Copy the data below verbatim, leaving no line out.
***** Source data *****
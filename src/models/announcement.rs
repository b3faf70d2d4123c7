//! Site-wide announcements

use crate::api::{FormData, ToFormData};
use crate::page::Column;
use crate::resource::{status_label, truncate, Capabilities, Resource};
use crate::validation::HEX_COLOR_RE;
use chrono::{DateTime, Utc};
use serde::{Deserialize, Serialize};
use uuid::Uuid;
use validator::Validate;

#[derive(Debug, Clone, PartialEq, Serialize, Deserialize)]
#[serde(rename_all = "camelCase")]
pub struct Announcement {
    pub id: Uuid,
    pub message: String,
    /// Hex background colour, e.g. `#facc15`
    pub color: Option<String>,
    pub link: Option<String>,
    pub is_active: bool,
    pub created_at: DateTime<Utc>,
    pub updated_at: DateTime<Utc>,
}

#[derive(Debug, Clone, Default, Validate)]
pub struct CreateAnnouncement {
    #[validate(
        required(message = "Message is required"),
        length(min = 5, max = 500, message = "Message must be between 5 and 500 characters")
    )]
    pub message: Option<String>,

    #[validate(regex(path = *HEX_COLOR_RE, message = "Color must be a hex value such as #facc15"))]
    pub color: Option<String>,

    #[validate(url(message = "Link must be a valid URL"))]
    pub link: Option<String>,

    pub is_active: Option<bool>,
}

#[derive(Debug, Clone, Default, Validate, Serialize, Deserialize)]
#[serde(rename_all = "camelCase", default)]
pub struct UpdateAnnouncement {
    #[validate(length(min = 5, max = 500, message = "Message must be between 5 and 500 characters"))]
    pub message: Option<String>,

    #[validate(regex(path = *HEX_COLOR_RE, message = "Color must be a hex value such as #facc15"))]
    pub color: Option<String>,

    #[validate(url(message = "Link must be a valid URL"))]
    pub link: Option<String>,

    pub is_active: Option<bool>,
}

impl From<UpdateAnnouncement> for CreateAnnouncement {
    fn from(draft: UpdateAnnouncement) -> Self {
        Self {
            message: draft.message,
            color: draft.color,
            link: draft.link,
            is_active: draft.is_active,
        }
    }
}

impl ToFormData for CreateAnnouncement {
    fn to_form_data(&self) -> FormData {
        FormData::new()
            .opt_text("message", self.message.as_deref())
            .opt_text("color", self.color.as_deref())
            .opt_text("link", self.link.as_deref())
            .opt_bool("isActive", self.is_active)
    }
}

impl ToFormData for UpdateAnnouncement {
    fn to_form_data(&self) -> FormData {
        FormData::new()
            .opt_text("message", self.message.as_deref())
            .opt_text("color", self.color.as_deref())
            .opt_text("link", self.link.as_deref())
            .opt_bool("isActive", self.is_active)
    }
}

pub struct AnnouncementResource;

impl Resource for AnnouncementResource {
    const NAME: &'static str = "announcements";
    const LABEL: &'static str = "Announcement";
    const PATH: &'static str = "/announcements";
    const CAPABILITIES: Capabilities = Capabilities::NONE.toggle().delete();

    type Record = Announcement;
    type Create = CreateAnnouncement;
    type Update = UpdateAnnouncement;

    fn id(record: &Announcement) -> Uuid {
        record.id
    }

    fn display_name(record: &Announcement) -> String {
        truncate(&record.message, 40)
    }

    fn is_active(record: &Announcement) -> Option<bool> {
        Some(record.is_active)
    }

    fn edit_draft(record: &Announcement) -> UpdateAnnouncement {
        UpdateAnnouncement {
            message: Some(record.message.clone()),
            color: record.color.clone(),
            link: record.link.clone(),
            is_active: Some(record.is_active),
        }
    }

    fn columns() -> Vec<Column<Announcement>> {
        vec![
            Column::new("Message", |a: &Announcement| truncate(&a.message, 60)),
            Column::new("Color", |a: &Announcement| a.color.clone().unwrap_or_default()),
            Column::new("Status", |a: &Announcement| status_label(a.is_active)),
        ]
    }
}

#[cfg(test)]
mod tests {
    use super::*;
    use crate::validation::validate_form;

    #[test]
    fn test_color_must_be_hex() {
        let form = CreateAnnouncement {
            message: Some("Office closed on Friday".into()),
            color: Some("yellow".into()),
            ..Default::default()
        };
        assert!(validate_form(&form).is_err());

        let form = CreateAnnouncement {
            color: Some("#facc15".into()),
            ..form
        };
        assert!(validate_form(&form).is_ok());
    }

    #[test]
    fn test_text_only_payload_is_json() {
        let form = CreateAnnouncement {
            message: Some("Hello world".into()),
            is_active: Some(true),
            ..Default::default()
        };
        let body = form.to_form_data();
        assert!(!body.has_files());
        assert_eq!(
            body.to_json(),
            serde_json::json!({ "message": "Hello world", "isActive": true })
        );
    }
}
//! Authentication module
//!
//! Signs in against the CMS backend, keeps the token pair and reads the
//! claims of the access token to know who is signed in and with which role.

mod jwt;
mod session;

pub use jwt::{decode_claims, Claims, TokenPair, TokenType};
pub use session::{Credentials, SessionManager};

use serde::{Deserialize, Serialize};
use std::str::FromStr;

/// Dashboard user roles
#[derive(Debug, Clone, Copy, PartialEq, Eq, Serialize, Deserialize)]
#[serde(rename_all = "lowercase")]
pub enum Role {
    /// Read-only access
    Viewer,
    /// Can edit and manage content
    Editor,
    /// Full access, including user management
    Admin,
}

impl Role {
    pub fn can_edit(&self) -> bool {
        matches!(self, Role::Editor | Role::Admin)
    }

    pub fn can_manage_users(&self) -> bool {
        matches!(self, Role::Admin)
    }
}

impl Default for Role {
    fn default() -> Self {
        Role::Viewer
    }
}

impl std::fmt::Display for Role {
    fn fmt(&self, f: &mut std::fmt::Formatter<'_>) -> std::fmt::Result {
        match self {
            Role::Viewer => write!(f, "viewer"),
            Role::Editor => write!(f, "editor"),
            Role::Admin => write!(f, "admin"),
        }
    }
}

impl FromStr for Role {
    type Err = String;

    fn from_str(s: &str) -> Result<Self, Self::Err> {
        match s.to_ascii_lowercase().as_str() {
            "viewer" => Ok(Role::Viewer),
            "editor" => Ok(Role::Editor),
            "admin" => Ok(Role::Admin),
            other => Err(format!("Unknown role '{}'", other)),
        }
    }
}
*****
• **Exercise result**:
filename src/models/announcement.rs
repository b3faf70d2d4123c7
//! Site-wide announcements

use crate::api::{FormData, ToFormData};
use crate::page::Column;
use crate::resource::{status_label, truncate, Capabilities, Resource};
use crate::validation::HEX_COLOR_RE;
use chrono::{DateTime, Utc};
use serde::{Deserialize, Serialize};
use uuid::Uuid;
use validator::Validate;

#[derive(Debug, Clone, PartialEq, Serialize, Deserialize)]
#[serde(rename_all = "camelCase")]
pub struct Announcement {
    pub id: Uuid,
    pub message: String,
    /// Hex background colour, e.g. `#facc15`
    pub color: Option<String>,
    pub link: Option<String>,
    pub is_active: bool,
    pub created_at: DateTime<Utc>,
    pub updated_at: DateTime<Utc>,
}

#[derive(Debug, Clone, Default, Validate)]
pub struct CreateAnnouncement {
    #[validate(
        required(message = "Message is required"),
        length(min = 5, max = 500, message = "Message must be between 5 and 500 characters")
    )]
    pub message: Option<String>,

    #[validate(regex(path = *HEX_COLOR_RE, message = "Color must be a hex value such as #facc15"))]
    pub color: Option<String>,

    #[validate(url(message = "Link must be a valid URL"))]
    pub link: Option<String>,

    pub is_active: Option<bool>,
}

#[derive(Debug, Clone, Default, Validate, Serialize, Deserialize)]
#[serde(rename_all = "camelCase", default)]
pub struct UpdateAnnouncement {
    #[validate(length(min = 5, max = 500, message = "Message must be between 5 and 500 characters"))]
    pub message: Option<String>,

    #[validate(regex(path = *HEX_COLOR_RE, message = "Color must be a hex value such as #facc15"))]
    pub color: Option<String>,

    #[validate(url(message = "Link must be a valid URL"))]
    pub link: Option<String>,

    pub is_active: Option<bool>,
}

impl From<UpdateAnnouncement> for CreateAnnouncement {
    fn from(draft: UpdateAnnouncement) -> Self {
        Self {
            message: draft.message,
            color: draft.color,
            link: draft.link,
            is_active: draft.is_active,
        }
    }
}

impl ToFormData for CreateAnnouncement {
    fn to_form_data(&self) -> FormData {
        FormData::new()
            .opt_text("message", self.message.as_deref())
            .opt_text("color", self.color.as_deref())
            .opt_text("link", self.link.as_deref())
            .opt_bool("isActive", self.is_active)
    }
}

impl ToFormData for UpdateAnnouncement {
    fn to_form_data(&self) -> FormData {
        FormData::new()
            .opt_text("message", self.message.as_deref())
            .opt_text("color", self.color.as_deref())
            .opt_text("link", self.link.as_deref())
            .opt_bool("isActive", self.is_active)
    }
}

pub struct AnnouncementResource;

impl Resource for AnnouncementResource {
    const NAME: &'static str = "announcements";
    const LABEL: &'static str = "Announcement";
    const PATH: &'static str = "/announcements";
    const CAPABILITIES: Capabilities = Capabilities::NONE.toggle().delete();

    type Record = Announcement;
    type Create = CreateAnnouncement;
    type Update = UpdateAnnouncement;

    fn id(record: &Announcement) -> Uuid {
        record.id
    }

    fn display_name(record: &Announcement) -> String {
        truncate(&record.message, 40)
    }

    fn is_active(record: &Announcement) -> Option<bool> {
        Some(record.is_active)
    }

    fn edit_draft(record: &Announcement) -> UpdateAnnouncement {
        UpdateAnnouncement {
            message: Some(record.message.clone()),
            color: record.color.clone(),
            link: record.link.clone(),
            is_active: Some(record.is_active),
        }
    }

    fn columns() -> Vec<Column<Announcement>> {
        vec![
            Column::new("Message", |a: &Announcement| truncate(&a.message, 60)),
            Column::new("Color", |a: &Announcement| a.color.clone().unwrap_or_default()),
            Column::new("Status", |a: &Announcement| status_label(a.is_active)),
        ]
    }
}

#[cfg(test)]
mod tests {
    use super::*;
    use crate::validation::validate_form;

    #[test]
    fn test_color_must_be_hex() {
        let form = CreateAnnouncement {
            message: Some("Office closed on Friday".into()),
            color: Some("yellow".into()),
            ..Default::default()
        };
        assert!(validate_form(&form).is_err());

        let form = CreateAnnouncement {
            color: Some("#facc15".into()),
            ..form
        };
        assert!(validate_form(&form).is_ok());
    }

    #[test]
    fn test_text_only_payload_is_json() {
        let form = CreateAnnouncement {
            message: Some("Hello world".into()),
            is_active: Some(true),
            ..Default::default()
        };
        let body = form.to_form_data();
        assert!(!body.has_files());
        assert_eq!(
            body.to_json(),
            serde_json::json!({ "message": "Hello world", "isActive": true })
        );
    }
}
//! Authentication module
//!
//! Signs in against the CMS backend, keeps the token pair and reads the
//! claims of the access token to know who is signed in and with which role.

mod jwt;
mod session;

pub use jwt::{decode_claims, Claims, TokenPair, TokenType};
pub use session::{Credentials, SessionManager};

use serde::{Deserialize, Serialize};
use std::str::FromStr;

/// Dashboard user roles
#[derive(Debug, Clone, Copy, PartialEq, Eq, Serialize, Deserialize)]
#[serde(rename_all = "lowercase")]
pub enum Role {
    /// Read-only access
    Viewer,
    /// Can edit and manage content
    Editor,
    /// Full access, including user management
    Admin,
}

impl Role {
    pub fn can_edit(&self) -> bool {
        matches!(self, Role::Editor | Role::Admin)
    }

    pub fn can_manage_users(&self) -> bool {
        matches!(self, Role::Admin)
    }
}

impl Default for Role {
    fn default() -> Self {
        Role::Viewer
    }
}

impl std::fmt::Display for Role {
    fn fmt(&self, f: &mut std::fmt::Formatter<'_>) -> std::fmt::Result {
        match self {
            Role::Viewer => write!(f, "viewer"),
            Role::Editor => write!(f, "editor"),
            Role::Admin => write!(f, "admin"),
        }
    }
}

impl FromStr for Role {
    type Err = String;

    fn from_str(s: &str) -> Result<Self, Self::Err> {
        match s.to_ascii_lowercase().as_str() {
            "viewer" => Ok(Role::Viewer),
            "editor" => Ok(Role::Editor),
            "admin" => Ok(Role::Admin),
            other => Err(format!("Unknown role '{}'", other)),
        }
    }
}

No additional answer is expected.